Pan apologised and offered a homily against drink driving, while urging netizens not to criticise his mum. Channel 7HD, which says it campaigns against drunk driving, said it was discharging him from his contract as a show of social responsibility.


‘Motorsai’ dishes dirt on Tik

Tik

Actress Kanissarin “Tik” Patcharapakdeechot, whose marriage to actor Sornram “Noom” Theppitak ended in a sea of debts she ran up, says wealthy men have come forward with offers to take her under their wing.


They will clear her debts if she agrees to sleep with them and be their “kept woman”, she disclosed last week. 


However, Tik, who was married to Noom for 18 months before he sought a divorce in January after her debt problems grew too big to handle, said she would rather fix her problems herself. “I want to be able to look our child in the eye knowing I did the right thing,” she said, even as new tales emerged of her debt problems.


Noom

Ending months of speculation about their marriage, Noom declared this month that he and Tik were now divorced and living apart. After initially refusing contact except through lawyers, Noom has now softened his tone, agreeing to let her visit their young child.


Earlier, a motorcycle taxi operator whom Tik knows, called May, revealed in a social media post that Tik had fallen behind in payments to an underground lender she helped her find. May, who has known Tik for eight years, and insists she raised the alert as a concerned friend, took Tik to meet the lender. Tik had earlier claimed that unless she discharged a debt to Noom he would not let her back home.
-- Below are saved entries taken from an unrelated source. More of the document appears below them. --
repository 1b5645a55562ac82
//! Controller layer: UI events and command orchestration.

pub mod events;
pub mod orchestration;
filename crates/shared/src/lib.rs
pub mod domain;
pub mod error;

#[cfg(test)]
#[path = "tests/domain_tests.rs"]
mod tests;
use super::*;
use crate::test_support::{as_renderer, RecordingRenderer, RenderCall};

#[test]
fn rejects_email_without_at_sign() {
    let renderer = RecordingRenderer::new();
    let validator = FormValidator::new(as_renderer(&renderer));
    let mut event = FormSubmitEvent::new([("email", "not-an-email")]);

    let outcome = validator.handle_submit(&mut event);

    assert!(!outcome.is_accepted());
    assert_eq!(outcome.reason(), Some("Please enter a valid email address"));
    assert!(event.default_prevented());
    assert_eq!(renderer.form_resets(), 0);
    assert_eq!(
        renderer.calls(),
        vec![RenderCall::Invalid(
            "Please enter a valid email address".to_string()
        )]
    );
}

#[test]
fn accepts_email_and_clears_form() {
    let renderer = RecordingRenderer::new();
    let validator = FormValidator::new(as_renderer(&renderer));
    let mut event = FormSubmitEvent::new([("name", "Ann"), ("email", "a@x.com")]);

    let outcome = validator.handle_submit(&mut event);

    match outcome {
        SubmitOutcome::Accepted(submission) => {
            assert_eq!(submission.get("email"), Some("a@x.com"));
            assert_eq!(submission.get("name"), Some("Ann"));
        }
        other => panic!("expected acceptance, got {other:?}"),
    }
    assert!(event.default_prevented());
    assert_eq!(renderer.calls(), vec![RenderCall::FormReset]);
}

#[test]
fn last_repeated_field_decides() {
    let renderer = RecordingRenderer::new();
    let validator = FormValidator::new(as_renderer(&renderer));
    let mut event = FormSubmitEvent::new([("email", "a@x.com"), ("email", "nope")]);

    let outcome = validator.handle_submit(&mut event);

    assert!(!outcome.is_accepted());
    assert_eq!(renderer.form_resets(), 0);
}

#[test]
fn form_without_email_field_is_rejected() {
    let renderer = RecordingRenderer::new();
    let validator = FormValidator::new(as_renderer(&renderer));
    let mut event = FormSubmitEvent::new([("name", "Ann")]);

    assert!(!validator.handle_submit(&mut event).is_accepted());
    assert!(event.default_prevented());
}
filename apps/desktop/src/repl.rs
use client_core::{FormSubmitEvent, UiAction};

pub const HELP: &str = "\
commands:
  toggle            switch between light and dark mode
  + | inc           increment the counter
  - | dec           decrement the counter
  load              load users (may overlap with a running load)
  submit k=v ...    submit the demo form
  help              show this help
  quit | exit       leave";

#[derive(Debug)]
pub enum ReplInput {
    Action(UiAction),
    Help,
    Quit,
    Empty,
}

pub fn parse_field(raw: &str) -> Result<(String, String), String> {
    let (name, value) = raw
        .split_once('=')
        .ok_or_else(|| format!("expected name=value, got '{raw}'"))?;
    let name = name.trim();
    if name.is_empty() {
        return Err(format!("missing field name in '{raw}'"));
    }
    Ok((name.to_string(), value.to_string()))
}

pub fn parse_line(line: &str) -> Result<ReplInput, String> {
    let mut words = line.split_whitespace();
    let Some(command) = words.next() else {
        return Ok(ReplInput::Empty);
    };

    let input = match command {
        "toggle" | "theme" => ReplInput::Action(UiAction::ToggleTheme),
        "+" | "inc" | "increment" => ReplInput::Action(UiAction::Increment),
        "-" | "dec" | "decrement" => ReplInput::Action(UiAction::Decrement),
        "load" | "users" => ReplInput::Action(UiAction::LoadUsers),
        "submit" => {
            let fields = words.map(parse_field).collect::<Result<Vec<_>, _>>()?;
            ReplInput::Action(UiAction::SubmitForm(FormSubmitEvent::new(fields)))
        }
        "help" | "?" => ReplInput::Help,
        "quit" | "exit" => ReplInput::Quit,
        other => return Err(format!("unknown command '{other}'; try 'help'")),
    };
    Ok(input)
}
She borrowed 50,000 baht including 10,000 baht interest with a pledge to pay it back by the end of this month. Tik, she said, had made just one repayment before sending nothing for days. The lender, May said, had now started calling at May’s home and watching her motorcycle stand even though she was a mere bystander in the drama.


May left a post at Noom’s FB site asking for help. Noom said he sympathised but was no longer responsible for Tik’s debts. Appearing on TV, Tik said the loan was a short-term agreement and she had since paid back 20,000 baht. “I don’t know why May felt the need to publicise the matter,” she said.


Tik admits she still owes 3.5 million baht debt, partly to Noom, even after he bailed her out of previous debts amounting to millions of baht, She had now returned to work as an actress. One day she hoped to prove to Noom that she was worthy of resuming her role as mother to their young daughter.